A diferencia de una carrera de coches convencional, las moléculas no estarán juntas en un único circuito, sino que cada molécula rodará en su propia pista, idéntica en todos los casos. «Tenemos un cristal de oro. El oro tiene una superficie interesante, hace como una especie de zig-zag, como un relieve con una parte recta y una curva, una parte recta y una curva… y en esa superficie las moléculas tienen que desplazarse y rotar. Todos tenemos el mismo circuito, pero cada uno en su muestra», indica.

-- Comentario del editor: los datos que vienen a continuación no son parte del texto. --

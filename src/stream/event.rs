//! Events produced by a JSON stream.

use std::ops::Deref;
use std::sync::Arc;

use serde_json::{Value, json};

use super::response::ResponseHeaders;

/// One element of a JSON stream.
#[derive(Debug, Clone, PartialEq)]
pub enum StreamEvent {
    /// A decoded JSON value.
    Message(StreamMessage),
    /// Idle-timeout mode only: no data within the timeout. The stream stays usable.
    Timeout,
    /// The peer closed the stream. Always the last event.
    Hangup,
    /// Non-blocking mode only: nothing ready yet, poll again later.
    NoData,
}

impl StreamEvent {
    /// Returns the decoded message, if this event carries one.
    #[must_use]
    pub fn message(&self) -> Option<&StreamMessage> {
        match self {
            Self::Message(message) => Some(message),
            _ => None,
        }
    }

    #[must_use]
    pub fn is_terminal(&self) -> bool {
        matches!(self, Self::Hangup)
    }

    /// Wire-level rendering: the value itself, `{"timeout": true}`,
    /// `{"hangup": true}`, or `null` for no data.
    #[must_use]
    pub fn to_json(&self) -> Value {
        match self {
            Self::Message(message) => message.value.clone(),
            Self::Timeout => json!({ "timeout": true }),
            Self::Hangup => json!({ "hangup": true }),
            Self::NoData => Value::Null,
        }
    }
}

/// A decoded JSON value together with the headers of the response it came from.
///
/// The headers are captured once per connection and shared by every message.
#[derive(Debug, Clone, PartialEq)]
pub struct StreamMessage {
    value: Value,
    headers: Arc<ResponseHeaders>,
}

impl StreamMessage {
    #[must_use]
    pub fn new(value: Value, headers: Arc<ResponseHeaders>) -> Self {
        Self { value, headers }
    }

    #[must_use]
    pub fn value(&self) -> &Value {
        &self.value
    }

    #[must_use]
    pub fn headers(&self) -> &ResponseHeaders {
        &self.headers
    }

    #[must_use]
    pub fn into_value(self) -> Value {
        self.value
    }
}

impl Deref for StreamMessage {
    type Target = Value;

    fn deref(&self) -> &Value {
        &self.value
    }
}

Para mover la molécula usan el mencionado microscopio, que tiene como apellidos ‘de barrido de efecto túnel’, y al que en la nota que remitieron a los medios comparaban con el extremo de un bastón para personas ciegas. «Tienes una punta metálica y una superficie metálica, en este caso de oro. Hay un fenómeno de la física cuántica que si colocas ambas muy cerca puede pasar una corriente de electrones entre las dos. Imagina el cable de tu ordenador. Si lo cortas ya no pasa la corriente. Pero en este fenómeno cuántico, si tú pones los dos extremos que has cortado muy, muy, muy cerca, sí pueden pasar electrones. Es una corriente muy pequeña, y esa es la que usamos nosotros para mover la molécula. No la tocamos, le enviamos esa corriente, que es como su gasolina en este caso. Con esa energía vibra y se mueve», comenta Martina Corso.
Un mínimo de 70 átomos
El movimiento dependerá de la forma de la molécula –cada equipo ha realizado su propio diseño, con un mínimo de 70 átomos–, de la dirección del impulso y de su fuerza, y ahí entra la pericia de estos particulares pilotos. «Si le das al oxígeno irá en una dirección, si le das al hidrógeno o al carbono en otra», señala.
Todo suena a divertimento, a pasatiempo para científicos, pero nada más lejos de la realidad. «Llevamos tres años intentando hacer moléculas cada vez mejores. Esto se enmarca en un proyecto europeo para aprender a mover y controlar moléculas en superficie. En la naturaleza hay muchos sistemas que se basan en motores moleculares, como las proteinas. Lo que nosotros tratamos es de entender cómo el diseño de una molécula influye en su movimiento».
Durante la prueba, el entorno está a 4 grados Kelvin, lo que viene a ser -269 grados Celsius, «porque si no las moléculas se moverían por sí mismas. Las congelamos y además trabajamos a presiones como las que hay en el espacio, para que encima de esa superficie lo único que haya sea nuestra molécula» y así estudiar su comportamiento sin injerencias de ningún tipo.